- _WORK INSTRUCTION_
Transcribe all of the listing exactly.

- _INPUT_
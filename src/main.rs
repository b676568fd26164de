//! Command-line entry point: parse arguments, install logging, run the
//! pipeline once and turn the outcome into an exit status.

use clap::Parser;
use guardian_stream::fetch::{SearchClient, SearchConfig};
use guardian_stream::kinesis::{KinesisClient, KinesisConfig};
use guardian_stream::publish::{DryRunStream, StreamClient};
use guardian_stream::{Pipeline, PipelineError, RunSummary, SearchQuery};
use std::process::ExitCode;
use tracing::{debug, error, info};
use tracing_subscriber::{EnvFilter, fmt as tfmt};

mod cli;

use cli::Cli;

#[tokio::main]
async fn main() -> ExitCode {
    // A missing .env file is fine; the environment may already be set.
    dotenv::dotenv().ok();

    let filter = EnvFilter::try_from_default_env().unwrap_or_else(|_| EnvFilter::new("info"));
    tfmt()
        .with_env_filter(filter)
        .with_target(true)
        .with_file(false)
        .with_line_number(false)
        .with_timer(tracing_subscriber::fmt::time::UtcTime::rfc_3339())
        .init();

    let start_time = std::time::Instant::now();
    let args = Cli::parse();
    debug!(?args.search_url, ?args.kinesis_endpoint, dry_run = args.dry_run, "Parsed CLI arguments");

    let search = SearchClient::new(SearchConfig::new(args.search_url.clone(), args.api_key.clone()));
    let query = SearchQuery::new(args.query.clone(), args.from_date);

    let outcome = if args.dry_run {
        run(Pipeline::new(search, DryRunStream), &query, &args.stream).await
    } else {
        let kinesis = KinesisClient::from_env(KinesisConfig {
            endpoint: args.kinesis_endpoint.clone(),
            region: args.region.clone(),
        })
        .await;
        run(Pipeline::new(search, kinesis), &query, &args.stream).await
    };

    let elapsed = start_time.elapsed();
    match outcome {
        Ok(summary) => {
            info!(
                ?elapsed,
                published = summary.published,
                sequence_number = summary.record.as_ref().map(|r| r.sequence_number.as_str()),
                "Execution complete"
            );
            ExitCode::SUCCESS
        }
        Err(e) => {
            error!(?elapsed, kind = e.kind(), error = %e, "Execution failed");
            ExitCode::FAILURE
        }
    }
}

async fn run<C: StreamClient>(
    pipeline: Pipeline<C>,
    query: &SearchQuery,
    stream: &str,
) -> Result<RunSummary, PipelineError> {
    pipeline.run(query, stream).await
}
//! Command-line interface definitions for Guardian Stream.
//!
//! All connection settings can be provided via flags or environment
//! variables; a `.env` file in the working directory is loaded first.

use chrono::NaiveDate;
use clap::Parser;
use guardian_stream::fetch::GUARDIAN_SEARCH_URL;
use url::Url;

/// Command-line arguments for Guardian Stream.
///
/// # Examples
///
/// ```sh
/// # Publish up to ten articles about machine learning
/// guardian_stream -q "machine learning" -s guardian-content
///
/// # Only articles published since the start of 2024, without sending
/// guardian_stream -q "machine learning" -s guardian-content -f 2024-01-01 --dry-run
/// ```
#[derive(Parser, Debug)]
#[command(author, version, about)]
pub struct Cli {
    /// Search term
    #[arg(short, long)]
    pub query: String,

    /// Target stream name or ARN
    #[arg(short, long, env = "KINESIS_STREAM")]
    pub stream: String,

    /// Only include articles published on or after this date (YYYY-MM-DD)
    #[arg(short, long, value_parser = parse_date)]
    pub from_date: Option<NaiveDate>,

    /// Guardian content API key
    #[arg(long, env = "Guardian_API_Key", hide_env_values = true)]
    pub api_key: Option<String>,

    /// Search endpoint
    #[arg(long, env = "GUARDIAN_SEARCH_URL", default_value = GUARDIAN_SEARCH_URL)]
    pub search_url: Url,

    /// Kinesis endpoint override, e.g. LocalStack (default: regional AWS endpoint)
    #[arg(long, env = "KINESIS_ENDPOINT")]
    pub kinesis_endpoint: Option<Url>,

    /// AWS region (default: the AWS provider chain, e.g. AWS_REGION)
    #[arg(long)]
    pub region: Option<String>,

    /// Log the payload instead of publishing it
    #[arg(long)]
    pub dry_run: bool,
}

fn parse_date(s: &str) -> Result<NaiveDate, String> {
    NaiveDate::parse_from_str(s, "%Y-%m-%d").map_err(|e| format!("expected YYYY-MM-DD: {e}"))
}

- _SOLUTION TO THE PROBLEM_
filename src/main.rs
repository b676568fd26164de
//! Command-line entry point: parse arguments, install logging, run the
//! pipeline once and turn the outcome into an exit status.

use clap::Parser;
use guardian_stream::fetch::{SearchClient, SearchConfig};
use guardian_stream::kinesis::{KinesisClient, KinesisConfig};
use guardian_stream::publish::{DryRunStream, StreamClient};
use guardian_stream::{Pipeline, PipelineError, RunSummary, SearchQuery};
use std::process::ExitCode;
use tracing::{debug, error, info};
use tracing_subscriber::{EnvFilter, fmt as tfmt};

mod cli;

use cli::Cli;

#[tokio::main]
async fn main() -> ExitCode {
    // A missing .env file is fine; the environment may already be set.
    dotenv::dotenv().ok();

    let filter = EnvFilter::try_from_default_env().unwrap_or_else(|_| EnvFilter::new("info"));
    tfmt()
        .with_env_filter(filter)
        .with_target(true)
        .with_file(false)
        .with_line_number(false)
        .with_timer(tracing_subscriber::fmt::time::UtcTime::rfc_3339())
        .init();

    let start_time = std::time::Instant::now();
    let args = Cli::parse();
    debug!(?args.search_url, ?args.kinesis_endpoint, dry_run = args.dry_run, "Parsed CLI arguments");

    let search = SearchClient::new(SearchConfig::new(args.search_url.clone(), args.api_key.clone()));
    let query = SearchQuery::new(args.query.clone(), args.from_date);

    let outcome = if args.dry_run {
        run(Pipeline::new(search, DryRunStream), &query, &args.stream).await
    } else {
        let kinesis = KinesisClient::from_env(KinesisConfig {
            endpoint: args.kinesis_endpoint.clone(),
            region: args.region.clone(),
        })
        .await;
        run(Pipeline::new(search, kinesis), &query, &args.stream).await
    };

    let elapsed = start_time.elapsed();
    match outcome {
        Ok(summary) => {
            info!(
                ?elapsed,
                published = summary.published,
                sequence_number = summary.record.as_ref().map(|r| r.sequence_number.as_str()),
                "Execution complete"
            );
            ExitCode::SUCCESS
        }
        Err(e) => {
            error!(?elapsed, kind = e.kind(), error = %e, "Execution failed");
            ExitCode::FAILURE
        }
    }
}

async fn run<C: StreamClient>(
    pipeline: Pipeline<C>,
    query: &SearchQuery,
    stream: &str,
) -> Result<RunSummary, PipelineError> {
    pipeline.run(query, stream).await
}
//! Command-line interface definitions for Guardian Stream.
//!
//! All connection settings can be provided via flags or environment
//! variables; a `.env` file in the working directory is loaded first.

use chrono::NaiveDate;
use clap::Parser;
use guardian_stream::fetch::GUARDIAN_SEARCH_URL;
use url::Url;

/// Command-line arguments for Guardian Stream.
///
/// # Examples
///
/// ```sh
/// # Publish up to ten articles about machine learning
/// guardian_stream -q "machine learning" -s guardian-content
///
/// # Only articles published since the start of 2024, without sending
/// guardian_stream -q "machine learning" -s guardian-content -f 2024-01-01 --dry-run
/// ```
#[derive(Parser, Debug)]
#[command(author, version, about)]
pub struct Cli {
    /// Search term
    #[arg(short, long)]
    pub query: String,

    /// Target stream name or ARN
    #[arg(short, long, env = "KINESIS_STREAM")]
    pub stream: String,

    /// Only include articles published on or after this date (YYYY-MM-DD)
    #[arg(short, long, value_parser = parse_date)]
    pub from_date: Option<NaiveDate>,

    /// Guardian content API key
    #[arg(long, env = "Guardian_API_Key", hide_env_values = true)]
    pub api_key: Option<String>,

    /// Search endpoint
    #[arg(long, env = "GUARDIAN_SEARCH_URL", default_value = GUARDIAN_SEARCH_URL)]
    pub search_url: Url,

    /// Kinesis endpoint override, e.g. LocalStack (default: regional AWS endpoint)
    #[arg(long, env = "KINESIS_ENDPOINT")]
    pub kinesis_endpoint: Option<Url>,

    /// AWS region (default: the AWS provider chain, e.g. AWS_REGION)
    #[arg(long)]
    pub region: Option<String>,

    /// Log the payload instead of publishing it
    #[arg(long)]
    pub dry_run: bool,
}

fn parse_date(s: &str) -> Result<NaiveDate, String> {
    NaiveDate::parse_from_str(s, "%Y-%m-%d").map_err(|e| format!("expected YYYY-MM-DD: {e}"))
}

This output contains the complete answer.